Your assignment. Your answer should consist of the lines in the data below that contain "crate".

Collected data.

========================

use ultrai_types::RunInputs;

use crate::cocktails::COCKTAIL_NAMES;
use crate::error::EngineError;

pub const ANALYSIS_SYNTHESIS: &str = "Synthesis";

/// Normalizes and validates the user-facing run inputs into the `01_inputs`
/// artifact. Add-ons are inactive in this design, so anything but an empty
/// list is rejected.
pub fn validate_inputs(
    query: &str,
    cocktail: &str,
    analysis: &str,
    addons: &[String],
) -> Result<RunInputs, EngineError> {
    let query = query.trim();
    if query.is_empty() {
        return Err(EngineError::UserInput("QUERY must not be empty".to_string()));
    }

    let cocktail = cocktail.trim().to_uppercase();
    if !COCKTAIL_NAMES.contains(&cocktail.as_str()) {
        return Err(EngineError::UserInput(format!(
            "unknown COCKTAIL {:?}; expected one of {}",
            cocktail,
            COCKTAIL_NAMES.join(", ")
        )));
    }

    if analysis != ANALYSIS_SYNTHESIS {
        return Err(EngineError::UserInput(format!(
            "ANALYSIS must be {ANALYSIS_SYNTHESIS:?}, got {analysis:?}"
        )));
    }

    if !addons.is_empty() {
        return Err(EngineError::UserInput(format!(
            "ADDONS must be empty, got {} entries",
            addons.len()
        )));
    }

    Ok(RunInputs {
        query: query.to_string(),
        analysis: ANALYSIS_SYNTHESIS.to_string(),
        cocktail,
        addons: Vec::new(),
    })
}

#[cfg(test)]
mod tests {
    use super::*;

    #[test]
    fn accepts_and_normalizes_valid_inputs() {
        let inputs =
            validate_inputs("  why is the sky blue?  ", "speedy", "Synthesis", &[]).expect("valid");
        assert_eq!(inputs.query, "why is the sky blue?");
        assert_eq!(inputs.cocktail, "SPEEDY");
        assert_eq!(inputs.analysis, "Synthesis");
        assert!(inputs.addons.is_empty());
    }

    #[test]
    fn rejects_blank_query() {
        let err = validate_inputs("   ", "SPEEDY", "Synthesis", &[]).unwrap_err();
        assert!(matches!(err, EngineError::UserInput(_)));
    }

    #[test]
    fn rejects_unknown_cocktail() {
        let err = validate_inputs("q", "MYSTERY", "Synthesis", &[]).unwrap_err();
        assert!(err.to_string().contains("COCKTAIL"));
    }

    #[test]
    fn rejects_non_synthesis_analysis() {
        let err = validate_inputs("q", "SPEEDY", "Critique", &[]).unwrap_err();
        assert!(matches!(err, EngineError::UserInput(_)));
    }

    #[test]
    fn rejects_active_addons() {
        let err =
            validate_inputs("q", "SPEEDY", "Synthesis", &["citations".to_string()]).unwrap_err();
        assert!(err.to_string().contains("ADDONS"));
    }
}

========================

Output.
use crate::cocktails::COCKTAIL_NAMES;
use crate::error::EngineError;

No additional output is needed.